Ryan Tubridy: My grandfather’s life as a revolutionary
Ryan Tubridy and Barry Andrews talk to John Meagher about their grandfather, Todd Andrews
Published 15/10/2015 | 02:30
Ryan Tubridy does not mince his words when asked why it is that some school students say they don’t like history.
“They think they don’t like history,” the Late Late Show host says, “but often it’s because they don’t have a history teacher who truly engages them, someone who makes the past come alive.”
The broadcaster has long been taken by history, especially those seismic years between 1913 and 1923 when the country’s fortunes changed forever and he believes the events of Easter 1916 were pivotal.
“The importance of the Rising cannot be overstated and I would urge everyone, young and old, to learn as much as possible about it. Those of us who live in Dublin have reminders of it all around us, and the buildings of O’Connell Street resonate with history.”
His grandfather on his mother’s side, Christopher Stephen “Todd” Andrews, was taught by Patrick Pearse at St Enda’s School in Rathfarnham, Dublin. He used to recall coming home one day to find Pearse in the parlour of his parents house discussing school fees.

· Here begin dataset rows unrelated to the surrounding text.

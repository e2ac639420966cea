use std::sync::atomic::{AtomicU64, Ordering};

use chrono::{DateTime, Utc};
use serde::{Deserialize, Serialize};

/// A finalized caller utterance. Interim fragments never land here.
#[derive(Debug, Clone, Serialize, Deserialize)]
pub struct TranscriptLine {
    /// Transcribed text as finalized by the recognizer.
    pub text: String,

    /// When the utterance began (first interim fragment, or finalization time
    /// when no interim preceded it).
    pub started_at: DateTime<Utc>,

    /// When the recognizer finalized the utterance.
    pub ended_at: DateTime<Utc>,

    /// Confidence score (0.0 to 1.0), if the recognizer reported one.
    pub confidence: Option<f32>,
}

/// Monotonic per-session counters. Written only by the session's own
/// run loop; read as a snapshot by external callers.
#[derive(Debug, Default)]
pub struct SessionCounters {
    frames_received: AtomicU64,
    bytes_received: AtomicU64,
    frames_dropped: AtomicU64,
    transcript_lines: AtomicU64,
    turns_completed: AtomicU64,
    turns_failed: AtomicU64,
}

impl SessionCounters {
    pub fn record_frame(&self, bytes: usize) {
        self.frames_received.fetch_add(1, Ordering::Relaxed);
        self.bytes_received.fetch_add(bytes as u64, Ordering::Relaxed);
    }

    pub fn record_dropped_frame(&self) {
        self.frames_dropped.fetch_add(1, Ordering::Relaxed);
    }

    pub fn record_transcript_line(&self) {
        self.transcript_lines.fetch_add(1, Ordering::Relaxed);
    }

    pub fn record_turn_completed(&self) {
        self.turns_completed.fetch_add(1, Ordering::Relaxed);
    }

    pub fn record_turn_failed(&self) {
        self.turns_failed.fetch_add(1, Ordering::Relaxed);
    }

    pub fn snapshot(&self) -> CounterSnapshot {
        CounterSnapshot {
            frames_received: self.frames_received.load(Ordering::Relaxed),
            bytes_received: self.bytes_received.load(Ordering::Relaxed),
            frames_dropped: self.frames_dropped.load(Ordering::Relaxed),
            transcript_lines: self.transcript_lines.load(Ordering::Relaxed),
            turns_completed: self.turns_completed.load(Ordering::Relaxed),
            turns_failed: self.turns_failed.load(Ordering::Relaxed),
        }
    }
}

#[derive(Debug, Clone, Serialize, Deserialize)]
pub struct CounterSnapshot {
    pub frames_received: u64,
    pub bytes_received: u64,
    pub frames_dropped: u64,
    pub transcript_lines: u64,
    pub turns_completed: u64,
    pub turns_failed: u64,
}

/// Point-in-time statistics for one call session.
#[derive(Debug, Clone, Serialize, Deserialize)]
pub struct SessionStats {
    /// Current state of the session state machine.
    pub state: String,

    /// When the session was created.
    pub started_at: DateTime<Utc>,

    /// Seconds since the session was created.
    pub duration_secs: f64,

    #[serde(flatten)]
    pub counters: CounterSnapshot,
}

Todd Andrews was just 15 when the Rising happened and although he would play no active part in that conflict, he would fight in the War of Independence and for the Anti-Treaty side in the Civil War. “There’s a window above the Burger King in O’Connell Street and that’s where my grandfather was shooting from and was shot at [during the War of Independence].”
His other grandfather, Sean Tubridy, also fought for Irish freedom, and Tubridy learnt a lot about him when he took part in the TV show, Who Do You Think You Are?
“Like my mother’s father, he was on the Anti-Treaty side. I learned a lot about my family tree and I think one of the most invaluable things you can ever do is to find out about your own family tree and get a sense of those relations of yours who have gone before.”
With the centenary of 1916 almost upon us, now is an excellent time, he reasons, for school students to investigate their families’ pasts.
Ryan Tubridy’s first cousin, the former Fianna Fáil TD Barry Andrews, is also captivated by 1916 and the role Todd Andrews (also, of course, his grandfather) played in the early years of the State. “He was a dyed-in-the-wool Republican, right up until the day he died,” he recalls. “I had begun my first year at UCD when he died, but I remember him well. Once, as for a laugh, when I was in London, I sent him a postcard with a photo of the Queen on it.”
Andrews studied history at college and went on to be a history teacher before entering public life (he is now the chief executive of the GOAL charity). “The beauty of history is that it’s never black and white and 1916, in particular, is rich with complexity. For a long time, the history taught in schools didn’t look at all sides but it does now and today’s students are fortunate for that.”
Meanwhile, Ryan Tubridy, who is making a television documentary on 1916, says the Rising should be celebrated “with pride and dignity”.